Luis Rodríguez a immédiatement entrepris de l’importer pour l’expédier depuis son entreprise de Torrelavega. Et cela a été un grand succès. L’impulsion définitive est venue avec l’enfermement, lorsque les ventes en ligne ont explosé. « Il y a plusieurs types de clients. Il y a des consommateurs de marijuana qui, étant confinés, n’ont pas pu se rendre dans leurs points de vente habituels, et aussi beaucoup d’autres personnes qui ne cherchent pas tant un but récréatif que de se détendre ou de s’endormir. Je fume du CBD la nuit pour contrôler mon bruxisme et mon anxiété au travail. Je dors comme un bébé », dit-il.

La crise et l’essor de l’industrie du cannabis dans le monde favorisent en Espagne la culture du chanvre à des fins vétérinaires, médicinales, de biomasse ou cosmétiques, à l’abri d’un « flou juridique ».

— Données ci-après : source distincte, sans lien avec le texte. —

use crate::autodiff::{Tape, Var};
use crate::error::NewtonError;
use crate::routines::data::Dataset;
use ndarray::{Array2, ArrayView2, Axis, Ix2};

mod mlp;

pub use mlp::{Activation, Mlp};

/// Nodes produced by one recorded forward pass
#[derive(Debug, Clone, Copy)]
pub struct Forward {
    /// Pre-softmax outputs, one row per sample
    pub outputs: Var,
    /// Loss summed (not averaged) over the samples of the chunk, as a 1x1 node
    pub loss: Var,
}

/// A trainable model the optimizer can drive
///
/// The model owns its parameter tensors. The optimizer reads them to build each
/// forward pass and updates them in place during the line search. Parameter order
/// and shapes must never change after construction.
pub trait Model {
    fn parameters(&self) -> &[Array2<f64>];

    fn parameters_mut(&mut self) -> &mut [Array2<f64>];

    /// Number of input features
    fn input_dim(&self) -> usize;

    /// Number of outputs, one per class
    fn output_dim(&self) -> usize;

    /// Record the forward computation of one chunk on `tape`
    ///
    /// `params` are the tape nodes holding the current parameters, in the order of
    /// [Model::parameters].
    fn forward(
        &self,
        tape: &mut Tape,
        params: &[Var],
        inputs: ArrayView2<f64>,
        labels: ArrayView2<f64>,
    ) -> Forward;

    fn shapes(&self) -> Vec<Ix2> {
        self.parameters().iter().map(|p| p.raw_dim()).collect()
    }

    fn num_parameters(&self) -> usize {
        self.parameters().iter().map(|p| p.len()).sum()
    }

    /// Copy the current parameters onto `tape` as leaves
    fn record_parameters(&self, tape: &mut Tape) -> Vec<Var> {
        self.parameters()
            .iter()
            .map(|p| tape.leaf(p.clone()))
            .collect()
    }

    /// Reject a dataset whose feature or class count does not fit the model
    fn check_data(&self, data: &Dataset) -> Result<(), NewtonError> {
        if data.num_features() != self.input_dim() {
            return Err(NewtonError::dimension(format!(
                "the data has {} features but the model expects {} inputs",
                data.num_features(),
                self.input_dim()
            )));
        }
        if data.num_classes() != self.output_dim() {
            return Err(NewtonError::dimension(format!(
                "the data has {} classes but the model has {} outputs",
                data.num_classes(),
                self.output_dim()
            )));
        }
        Ok(())
    }
}

/// Summed softmax cross-entropy between `logits` and one-hot `labels`
///
/// The row maximum is subtracted as a constant before exponentiating; it cancels
/// out of both the loss and its derivatives.
pub fn softmax_cross_entropy(tape: &mut Tape, logits: Var, labels: Var) -> Var {
    let classes = tape.shape(logits).1;
    let row_max = tape
        .value(logits)
        .map_axis(Axis(1), |row| row.fold(f64::NEG_INFINITY, |m, &x| m.max(x)))
        .insert_axis(Axis(1));
    let row_max = tape.leaf(row_max);
    let row_max = tape.broadcast_cols(row_max, classes);
    let shifted = tape.sub(logits, row_max);

    let exp = tape.exp(shifted);
    let normalizer = tape.sum_cols(exp);
    let log_normalizer = tape.log(normalizer);
    let total = tape.sum(log_normalizer);

    let picked = tape.mul(shifted, labels);
    let picked = tape.sum(picked);
    tape.sub(total, picked)
}

#[cfg(test)]
mod tests {
    use super::*;
    use ndarray::array;

    #[test]
    fn cross_entropy_matches_closed_form() {
        let logits: Array2<f64> = array![[2.0, 1.0, 0.1], [0.5, 2.5, -1.0]];
        let labels: Array2<f64> = array![[1.0, 0.0, 0.0], [0.0, 0.0, 1.0]];
        let expected: f64 = logits
            .rows()
            .into_iter()
            .zip(labels.rows())
            .map(|(z, y)| {
                let lse = z.iter().map(|v| v.exp()).sum::<f64>().ln();
                lse - z.dot(&y)
            })
            .sum();

        let mut tape = Tape::new();
        let z = tape.leaf(logits);
        let y = tape.leaf(labels.clone());
        let loss = softmax_cross_entropy(&mut tape, z, y);
        assert!((tape.item(loss) - expected).abs() < 1e-12);

        // d loss / d logits = softmax - labels
        let grad = tape.gradients(&[loss], &[z], None).unwrap();
        let g = tape.value(grad[0]);
        for (row, (g_row, y_row)) in g.rows().into_iter().zip(labels.rows()).enumerate() {
            let z_row = tape.value(z).row(row);
            let norm: f64 = z_row.iter().map(|v| v.exp()).sum();
            for k in 0..3 {
                let softmax = z_row[k].exp() / norm;
                assert!((g_row[k] - (softmax - y_row[k])).abs() < 1e-12);
            }
        }
    }

    #[test]
    fn cross_entropy_is_stable_for_large_logits() {
        let mut tape = Tape::new();
        let z = tape.leaf(array![[1000.0, 0.0]]);
        let y = tape.leaf(array![[1.0, 0.0]]);
        let loss = softmax_cross_entropy(&mut tape, z, y);
        assert!(tape.item(loss).is_finite());
        assert!(tape.item(loss).abs() < 1e-12);
    }
}
//! Directional derivatives built from two reverse-mode passes
//!
//! Only [Tape::gradients] is needed. The forward-mode product `J·v` of `f` is
//! obtained by differentiating the vector-Jacobian product `uᵀJ` with respect to
//! a dummy cotangent `u`: the expression is linear in `u`, and its gradient
//! weighted by `v` is exactly `J·v`.

use crate::autodiff::{Tape, Var};
use crate::error::NewtonError;

fn check_direction(tape: &Tape, params: &[Var], v: &[Var]) -> Result<(), NewtonError> {
    if v.len() != params.len() {
        return Err(NewtonError::dimension(format!(
            "direction has {} tensors but there are {} parameters",
            v.len(),
            params.len()
        )));
    }
    for (k, (p, d)) in params.iter().zip(v).enumerate() {
        if tape.shape(*p) != tape.shape(*d) {
            return Err(NewtonError::dimension(format!(
                "direction tensor {} has shape {:?}, parameter has shape {:?}",
                k,
                tape.shape(*d),
                tape.shape(*p)
            )));
        }
    }
    Ok(())
}

/// R-operator: Jacobian of `f` with respect to `params` applied to `v`
///
/// Returns one tensor per entry of `f`.
pub fn r_operator(
    tape: &mut Tape,
    f: &[Var],
    params: &[Var],
    v: &[Var],
) -> Result<Vec<Var>, NewtonError> {
    check_direction(tape, params, v)?;
    let dummies: Vec<Var> = f.iter().map(|y| tape.zeros_like(*y)).collect();
    let vjp = tape.gradients(f, params, Some(dummies.as_slice()))?;
    tape.gradients(&vjp, &dummies, Some(v))
}

/// Gauss-Newton vector product `JᵀBJv`
///
/// `J` is the Jacobian of `outputs` with respect to `params` and `B` the Hessian of
/// `loss` with respect to `outputs`. The R-operator applied to the output gradient
/// gives `BJv`, which is then pulled back through `Jᵀ`.
pub fn gauss_newton_vec(
    tape: &mut Tape,
    outputs: Var,
    loss: Var,
    params: &[Var],
    v: &[Var],
) -> Result<Vec<Var>, NewtonError> {
    check_direction(tape, params, v)?;
    let output_grad = tape.gradients(&[loss], &[outputs], None)?;
    let bjv = r_operator(tape, &output_grad, params, v)?;
    tape.gradients(&[outputs], params, Some(bjv.as_slice()))
}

marijuana commerce 2Un avocat spécialisé dans la santé publique lui a permis d’entreprendre cette démarche sous la protection de la loi. En Espagne, pour que le cannabis soit légal, il doit répondre à deux exigences : les souches doivent contenir au maximum 0,2% de THC, le composant psychoactif et imposable, et la plante doit être destinée à un usage industriel. Ainsi, le CBD commercialisé comporte une légende qui l’identifie comme un « produit industriel non valable pour la consommation humaine » et les bourgeons sont souvent présentés comme des « fleurs aromatiques » à utiliser « comme encens« . « Ce que les gens en font chez eux après, ça les regarde.

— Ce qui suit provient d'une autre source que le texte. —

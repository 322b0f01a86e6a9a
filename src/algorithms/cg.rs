use crate::error::NewtonError;
use crate::routines::vectorize::norm;
use ndarray::Array1;

/// Why the CG loop stopped
#[derive(Debug, Clone, Copy, PartialEq, Eq)]
pub enum CgStop {
    /// `sqrt(rTr)` fell to `cgtol`
    Converged,
    /// The iteration cap was reached
    MaxIterations,
    /// `v·Gv` was not positive and finite, `s` keeps the previous iterate
    Degenerate,
    /// The gradient was exactly zero, so `s = 0`
    ZeroGradient,
}

/// Conjugate-gradient buffers for `(G + λI) s = -g`
#[derive(Debug, Clone)]
pub struct CgState {
    pub r: Array1<f64>,
    pub v: Array1<f64>,
    pub s: Array1<f64>,
    pub rtr: f64,
    pub beta: f64,
    pub cgtol: f64,
}

impl CgState {
    /// `r = v = -g`, `s = 0`, `rTr = |g|²`, `cgtol = xi·|g|`
    pub fn new(g: &Array1<f64>, xi: f64) -> Self {
        let r = -g;
        let rtr = r.dot(&r);
        Self {
            v: r.clone(),
            s: Array1::zeros(g.len()),
            r,
            rtr,
            beta: 0.0,
            cgtol: xi * rtr.sqrt(),
        }
    }

    pub fn converged(&self) -> bool {
        self.rtr.sqrt() <= self.cgtol
    }

    /// One CG update given `gv = (G + λI)·v`
    ///
    /// Returns `false` without touching the state when the curvature along `v` is
    /// not positive.
    pub fn step(&mut self, gv: &Array1<f64>) -> bool {
        let vgv = self.v.dot(gv);
        if !vgv.is_finite() || vgv <= 0.0 {
            return false;
        }
        let alpha = self.rtr / vgv;
        self.s.scaled_add(alpha, &self.v);
        self.r.scaled_add(-alpha, gv);
        let rnew = self.r.dot(&self.r);
        self.beta = rnew / self.rtr;
        self.rtr = rnew;
        true
    }

    /// `v = r + β·v`
    pub fn update_direction(&mut self) {
        self.v *= self.beta;
        self.v += &self.r;
    }
}

/// Result of [solve]
#[derive(Debug, Clone)]
pub struct CgOutcome {
    pub state: CgState,
    /// Number of products `(G + λI)·v` evaluated
    pub iterations: usize,
    pub stop: CgStop,
}

/// Approximately solve `(G + λI) s = -g`
///
/// `apply` returns `(G + λI)·v`. At most `max_iter` products are evaluated and the
/// loop ends once `sqrt(rTr) <= xi·|g|`.
pub fn solve<F>(g: &Array1<f64>, xi: f64, max_iter: usize, mut apply: F) -> Result<CgOutcome, NewtonError>
where
    F: FnMut(&Array1<f64>) -> Result<Array1<f64>, NewtonError>,
{
    let mut state = CgState::new(g, xi);
    if norm(g) == 0.0 {
        return Ok(CgOutcome {
            state,
            iterations: 0,
            stop: CgStop::ZeroGradient,
        });
    }

    let mut iterations = 0;
    let stop = loop {
        iterations += 1;
        let gv = apply(&state.v)?;
        if gv.len() != state.v.len() {
            return Err(NewtonError::ShapeMismatch {
                expected: state.v.len(),
                found: gv.len(),
            });
        }
        if !state.step(&gv) {
            tracing::warn!(
                "Non-positive curvature along the CG direction at CG iteration {}",
                iterations
            );
            break CgStop::Degenerate;
        }
        if state.converged() {
            break CgStop::Converged;
        }
        if iterations >= max_iter {
            break CgStop::MaxIterations;
        }
        state.update_direction();
    };

    Ok(CgOutcome {
        state,
        iterations,
        stop,
    })
}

Mais le CBD ne se consomme pas seulement fumé. C’est-à-dire, dans le format commun habituel. Il existe de nombreuses autres formes, liquides ou en poudre, qui trouvent une niche de clients parmi un public qui a tendance à avoir plus de 45 ans. « Ce sont des gens qui viennent normalement avec des douleurs chroniques, qui ne veulent pas prendre de corticoïdes ou d’opiacés, ou qui en ont déjà pris assez, et qui cherchent à être soulagés par le chanvre, par l’huile sublinguale. Les patients atteints de cancer y ont également recours car cela les aide à faire face aux traitements qu’ils subissent », explique M. Rodríguez.

Il y a trois ans, Eduardo Van den Eynde, alors député et porte-parole du PP au Parlement de Cantabrie, et atteint d’une tumeur au poumon, avouait publiquement qu’il utilisait du cannabis pour combattre les effets de la chimiothérapie et que cela lui apportait une amélioration significative des états de fatigue, d’abattement et de nausée dans lesquels chaque cycle le plongeait.